Start of Data section

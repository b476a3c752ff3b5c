//! Logging setup for the viewer.
//!
//! Installs a `tracing` subscriber with a human-readable console layer and,
//! in debug builds, a JSON file layer. `log` records from wgpu and the config
//! crate flow into the same subscriber.

use std::path::{Path, PathBuf};

use orb_config::Config;
use tracing_subscriber::{EnvFilter, fmt, layer::SubscriberExt, util::SubscriberInitExt};

/// Directive used when neither `RUST_LOG` nor the config supply one.
pub const DEFAULT_FILTER: &str = "info,wgpu=warn,naga=warn";

/// Name of the JSON log written in debug builds.
pub const LOG_FILE_NAME: &str = "orb.log";

/// Picks the filter directive: the config's `debug.log_level` when set,
/// otherwise [`DEFAULT_FILTER`]. `RUST_LOG` still wins at init time.
#[must_use]
pub fn filter_directive(config: Option<&Config>) -> String {
    config
        .map(|c| c.debug.log_level.trim())
        .filter(|level| !level.is_empty())
        .map_or_else(|| DEFAULT_FILTER.to_string(), str::to_string)
}

/// Path of the debug log file inside `log_dir`.
#[must_use]
pub fn log_file_path(log_dir: &Path) -> PathBuf {
    log_dir.join(LOG_FILE_NAME)
}

/// Install the global subscriber. Call once, early in `main`.
///
/// `log_dir` is only used when `debug_build` is true; if the directory or
/// file cannot be created the console layer is installed on its own.
pub fn init_logging(log_dir: Option<&Path>, debug_build: bool, config: Option<&Config>) {
    let directive = filter_directive(config);
    let env_filter =
        EnvFilter::try_from_default_env().unwrap_or_else(|_| EnvFilter::new(&directive));

    let console_layer = fmt::layer()
        .with_target(true)
        .with_thread_names(true)
        .with_level(true)
        .with_timer(fmt::time::uptime());

    let subscriber = tracing_subscriber::registry()
        .with(env_filter)
        .with(console_layer);

    if debug_build
        && let Some(log_dir) = log_dir
        && std::fs::create_dir_all(log_dir).is_ok()
        && let Ok(log_file) = std::fs::File::create(log_file_path(log_dir))
    {
        let file_layer = fmt::layer()
            .with_writer(log_file)
            .with_ansi(false)
            .with_target(true)
            .with_timer(fmt::time::uptime())
            .json();

        subscriber.with(file_layer).init();
        tracing::debug!(dir = %log_dir.display(), "file logging enabled");
        return;
    }

    subscriber.init();
}

#[cfg(test)]
mod tests {
    use super::*;

    #[test]
    fn test_default_directive_without_config() {
        assert_eq!(filter_directive(None), DEFAULT_FILTER);
    }

    #[test]
    fn test_config_level_used() {
        let mut config = Config::default();
        config.debug.log_level = "debug,orb_render=trace".to_string();
        assert_eq!(filter_directive(Some(&config)), "debug,orb_render=trace");
    }

    #[test]
    fn test_blank_config_level_falls_back() {
        let mut config = Config::default();
        config.debug.log_level = "   ".to_string();
        assert_eq!(filter_directive(Some(&config)), DEFAULT_FILTER);
    }

    #[test]
    fn test_directives_parse() {
        for directive in [DEFAULT_FILTER, "info", "warn,orb_scene=debug", "trace"] {
            assert!(
                EnvFilter::try_new(directive).is_ok(),
                "failed to parse filter: {directive}"
            );
        }
    }

    #[test]
    fn test_log_file_path() {
        let dir = tempfile::tempdir().unwrap();
        let path = log_file_path(dir.path());
        assert_eq!(path.file_name().unwrap(), "orb.log");
        assert!(path.starts_with(dir.path()));
    }
}
//! Configuration for the viewer.
//!
//! Settings persist to disk as `config.ron`, can be overridden from the
//! command line, and tolerate missing or unknown fields so old files keep
//! loading.

mod cli;
mod config;
mod error;

pub use cli::CliArgs;
pub use config::{
    CameraConfig, Config, DebugConfig, LightingConfig, RenderConfig, SceneConfig, WindowConfig,
};
pub use error::ConfigError;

End of Data section

**Problem:** Reproduce every record that appears above, keeping the wording exact.

**Solved exercise:**
repository b476a3c752ff3b5c
//! Logging setup for the viewer.
//!
//! Installs a `tracing` subscriber with a human-readable console layer and,
//! in debug builds, a JSON file layer. `log` records from wgpu and the config
//! crate flow into the same subscriber.

use std::path::{Path, PathBuf};

use orb_config::Config;
use tracing_subscriber::{EnvFilter, fmt, layer::SubscriberExt, util::SubscriberInitExt};

/// Directive used when neither `RUST_LOG` nor the config supply one.
pub const DEFAULT_FILTER: &str = "info,wgpu=warn,naga=warn";

/// Name of the JSON log written in debug builds.
pub const LOG_FILE_NAME: &str = "orb.log";

/// Picks the filter directive: the config's `debug.log_level` when set,
/// otherwise [`DEFAULT_FILTER`]. `RUST_LOG` still wins at init time.
#[must_use]
pub fn filter_directive(config: Option<&Config>) -> String {
    config
        .map(|c| c.debug.log_level.trim())
        .filter(|level| !level.is_empty())
        .map_or_else(|| DEFAULT_FILTER.to_string(), str::to_string)
}

/// Path of the debug log file inside `log_dir`.
#[must_use]
pub fn log_file_path(log_dir: &Path) -> PathBuf {
    log_dir.join(LOG_FILE_NAME)
}

/// Install the global subscriber. Call once, early in `main`.
///
/// `log_dir` is only used when `debug_build` is true; if the directory or
/// file cannot be created the console layer is installed on its own.
pub fn init_logging(log_dir: Option<&Path>, debug_build: bool, config: Option<&Config>) {
    let directive = filter_directive(config);
    let env_filter =
        EnvFilter::try_from_default_env().unwrap_or_else(|_| EnvFilter::new(&directive));

    let console_layer = fmt::layer()
        .with_target(true)
        .with_thread_names(true)
        .with_level(true)
        .with_timer(fmt::time::uptime());

    let subscriber = tracing_subscriber::registry()
        .with(env_filter)
        .with(console_layer);

    if debug_build
        && let Some(log_dir) = log_dir
        && std::fs::create_dir_all(log_dir).is_ok()
        && let Ok(log_file) = std::fs::File::create(log_file_path(log_dir))
    {
        let file_layer = fmt::layer()
            .with_writer(log_file)
            .with_ansi(false)
            .with_target(true)
            .with_timer(fmt::time::uptime())
            .json();

        subscriber.with(file_layer).init();
        tracing::debug!(dir = %log_dir.display(), "file logging enabled");
        return;
    }

    subscriber.init();
}

#[cfg(test)]
mod tests {
    use super::*;

    #[test]
    fn test_default_directive_without_config() {
        assert_eq!(filter_directive(None), DEFAULT_FILTER);
    }

    #[test]
    fn test_config_level_used() {
        let mut config = Config::default();
        config.debug.log_level = "debug,orb_render=trace".to_string();
        assert_eq!(filter_directive(Some(&config)), "debug,orb_render=trace");
    }

    #[test]
    fn test_blank_config_level_falls_back() {
        let mut config = Config::default();
        config.debug.log_level = "   ".to_string();
        assert_eq!(filter_directive(Some(&config)), DEFAULT_FILTER);
    }

    #[test]
    fn test_directives_parse() {
        for directive in [DEFAULT_FILTER, "info", "warn,orb_scene=debug", "trace"] {
            assert!(
                EnvFilter::try_new(directive).is_ok(),
                "failed to parse filter: {directive}"
            );
        }
    }

    #[test]
    fn test_log_file_path() {
        let dir = tempfile::tempdir().unwrap();
        let path = log_file_path(dir.path());
        assert_eq!(path.file_name().unwrap(), "orb.log");
        assert!(path.starts_with(dir.path()));
    }
}
//! Configuration for the viewer.
//!
//! Settings persist to disk as `config.ron`, can be overridden from the
//! command line, and tolerate missing or unknown fields so old files keep
//! loading.

mod cli;
mod config;
mod error;

pub use cli::CliArgs;
pub use config::{
    CameraConfig, Config, DebugConfig, LightingConfig, RenderConfig, SceneConfig, WindowConfig,
};
pub use error::ConfigError;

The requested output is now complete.